Entramos en los laboratorios y nos presentaron el programa del día. En el departamento de nutrición nos dijeron cómo calcular la cantidad de pescado que debía consumir cada animal, los horarios de comidas, los suplementos vitamínicos, etc. Con toda esa información, empezamos a preparar cubos de pescado para dar de comer a los animales. Cada especie debía consumir un número concreto de pastillas vitamínicas que debían camuflarse entre el pescado. Para ello se hacía un agujero a la altura de las branquias del arenque o del boquerón y se introducían un par de pastillas.


El primer lugar fuimos a la zona polar, donde había morsas y belugas. Uno espera que las morsas sean grandes, pero cuando está al lado de una de ellas siente que cualquier imagen mental previa era insuficiente. Pueden pesar alrededor de los mil kilos o un poco menos en el caso de las hembras. Los bigotes no son como los de una foca o un gato, sino que son gruesos como los fideos de un cocido y no muy largos.

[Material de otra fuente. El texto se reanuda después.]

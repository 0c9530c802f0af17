use std::io::Read;

use crate::codec::{CodecError, Result};

const MAX_DECOMPRESSED_BYTES: usize = 512 * 1024 * 1024;
/// zstd frame magic used by compressed container files.
pub const ZSTD_MAGIC: [u8; 4] = [0x28, 0xB5, 0x2F, 0xFD];

/// Compression mode detected for a source file.
#[derive(Debug, Clone, Copy, Default, PartialEq, Eq)]
pub enum Compression {
	/// Raw uncompressed stream.
	#[default]
	None,
	/// zstd-compressed stream.
	Zstd,
}

impl Compression {
	/// Render compression mode as a stable lowercase label.
	pub fn as_str(self) -> &'static str {
		match self {
			Self::None => "none",
			Self::Zstd => "zstd",
		}
	}
}

/// Detect and decode compression, returning `(mode, decoded_bytes)`.
///
/// Anything that does not start with the zstd frame magic is passed through
/// untouched; the format magic check happens when the header is parsed.
pub fn decode_bytes(raw: Vec<u8>) -> Result<(Compression, Vec<u8>)> {
	if raw.starts_with(&ZSTD_MAGIC) {
		let out = decode_zstd(&raw)?;
		return Ok((Compression::Zstd, out));
	}

	Ok((Compression::None, raw))
}

/// Apply the requested compression to encoded bytes.
pub fn encode_bytes(bytes: Vec<u8>, compression: Compression) -> Result<Vec<u8>> {
	match compression {
		Compression::None => Ok(bytes),
		Compression::Zstd => Ok(zstd::stream::encode_all(bytes.as_slice(), 0)?),
	}
}

fn decode_zstd(raw: &[u8]) -> Result<Vec<u8>> {
	let mut decoder = zstd::stream::read::Decoder::new(raw)?;
	let mut out = Vec::new();
	let mut buf = [0_u8; 8192];

	loop {
		let read = decoder.read(&mut buf)?;
		if read == 0 {
			break;
		}

		if out.len() + read > MAX_DECOMPRESSED_BYTES {
			return Err(CodecError::DecompressedTooLarge { limit: MAX_DECOMPRESSED_BYTES });
		}

		out.extend_from_slice(&buf[..read]);
	}

	Ok(out)
}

No nos permitieron tocarlas para evitar posibles accidentes; no porque pudieran atacarnos, sino más bien porque un movimiento inesperado podía tener graves consecuencias.

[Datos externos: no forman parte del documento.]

use std::fmt;

use crate::codec::array::{Array, Rows};
use crate::codec::link::{Link, LinkState};
use crate::codec::record::Record;
use crate::codec::schema::{Schema, TypeId, TypeKind};
use crate::codec::value::Value;
use crate::codec::version::Versions;

/// Array elements rendered before the listing is cut short.
pub const MAX_DISPLAY_ITEMS: usize = 16;

const INDENT: &str = "    ";

/// Indented `* name : value` rendering of one record tree.
///
/// Only fields active at `versions` are listed; abstract fields are skipped.
pub struct RecordDisplay<'a> {
	/// Schema the record belongs to.
	pub schema: &'a Schema,
	/// Record to render.
	pub record: &'a Record,
	/// Version pair deciding which fields are active.
	pub versions: Versions,
}

impl<'a> RecordDisplay<'a> {
	/// Display adapter for `record`.
	pub fn new(schema: &'a Schema, record: &'a Record, versions: Versions) -> Self {
		Self { schema, record, versions }
	}
}

impl fmt::Display for RecordDisplay<'_> {
	fn fmt(&self, f: &mut fmt::Formatter<'_>) -> fmt::Result {
		f.write_str(&render_record(self.schema, self.record, self.versions))
	}
}

/// Render one value of type `ty` (after template substitution).
pub fn render_value(schema: &Schema, ty: Option<TypeId>, value: &Value, versions: Versions) -> String {
	match value {
		Value::Record(record) => render_record(schema, record, versions),
		Value::Array(array) => render_array(schema, array, versions),
		Value::Link(link) => render_link(link),
		Value::Enum(raw) => match ty.map(|ty| &schema.type_def(ty).kind) {
			Some(TypeKind::Enum(def)) => def.render(*raw),
			_ => raw.to_string(),
		},
		Value::Bits(values) => match ty.map(|ty| &schema.type_def(ty).kind) {
			Some(TypeKind::Bitfield(def)) => def.render(values),
			_ => format!("{values:?}"),
		},
		leaf => match ty.map(|ty| &schema.type_def(ty).kind) {
			Some(TypeKind::Primitive(prim)) => prim.render(leaf),
			_ => match leaf {
				Value::Int(value) => value.to_string(),
				Value::Float(value) => format!("{value:.4}"),
				Value::Str(raw) => String::from_utf8_lossy(raw).into_owned(),
				other => format!("<{}>", other.kind()),
			},
		},
	}
}

fn render_link(link: &Link) -> String {
	match link.state {
		LinkState::Resolved(None) => "None".to_owned(),
		LinkState::Resolved(Some(block)) => format!("#{}", block.0),
		LinkState::Unresolved(token) => format!("<unresolved {token}>"),
	}
}

fn render_record(schema: &Schema, record: &Record, versions: Versions) -> String {
	let mut out = format!("<{}>", schema.type_name(record.ty()));
	let entries = match record.entries(schema, versions) {
		Ok(entries) => entries,
		Err(err) => {
			out.push_str(&format!("\n* <error: {err}>"));
			return out;
		}
	};
	for (field, value) in entries {
		let ty = field.ty.resolve(record.template());
		push_item(&mut out, "* ", &field.label, " :", &render_value(schema, ty, value, versions));
	}
	out
}

fn render_array(schema: &Schema, array: &Array, versions: Versions) -> String {
	let ty = Some(array.elem().ty);
	let mut out = String::new();
	match array.rows() {
		Rows::Flat(items) => push_items(&mut out, schema, ty, items, versions),
		Rows::Jagged(rows) => {
			for (index, row) in rows.iter().take(MAX_DISPLAY_ITEMS).enumerate() {
				let mut inner = String::new();
				push_items(&mut inner, schema, ty, row, versions);
				push_item(&mut out, "", &index.to_string(), ":", inner.trim_start_matches('\n'));
			}
			if rows.len() > MAX_DISPLAY_ITEMS {
				out.push_str("\netc...");
			}
		}
	}
	out.trim_start_matches('\n').to_owned()
}

fn push_items(out: &mut String, schema: &Schema, ty: Option<TypeId>, items: &[Value], versions: Versions) {
	for (index, item) in items.iter().take(MAX_DISPLAY_ITEMS).enumerate() {
		push_item(out, "", &index.to_string(), ":", &render_value(schema, ty, item, versions));
	}
	if items.len() > MAX_DISPLAY_ITEMS {
		out.push_str("\netc...");
	}
}

fn push_item(out: &mut String, bullet: &str, name: &str, sep: &str, text: &str) {
	out.push('\n');
	out.push_str(bullet);
	out.push_str(name);
	out.push_str(sep);
	if !text.contains('\n') {
		if !text.is_empty() {
			out.push(' ');
			out.push_str(text);
		}
		return;
	}
	for line in text.lines() {
		out.push('\n');
		out.push_str(INDENT);
		out.push_str(line);
	}
}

Con las morsas aprendimos lo que significa realmente “entrenar” a los animales. Solemos pensar que entrenar a los animales es prepararlos para hacer un espectáculo, como suelen hacer los delfines. La realidad es que esto sólo constituye un 30% del trabajo del entrenador. De hecho, hay animales que no hacen ningún espectáculo y aun así se les entrena. La pregunta es: ¿para qué?


La salud de los animales se tiene muy en cuenta en centros como éste. Pero ni los entrenadores ni los cuidadores son veterinarios. De modo que, cuando un animal enferma, hay que llamar al especialista. Todos sabéis lo nervioso que se pone un gato o un perro cuando lo llevamos al veterinario. Éste tiene que ir con mucho cuidado para evitar un mordisco o un arañazo “en defensa propia” por parte de los animales asustados. Ahora cambiad el perro por una morsa y entenderéis por qué es necesario que estén entrenados para cuando haya problemas de salud. Se llama entrenamiento preventivo.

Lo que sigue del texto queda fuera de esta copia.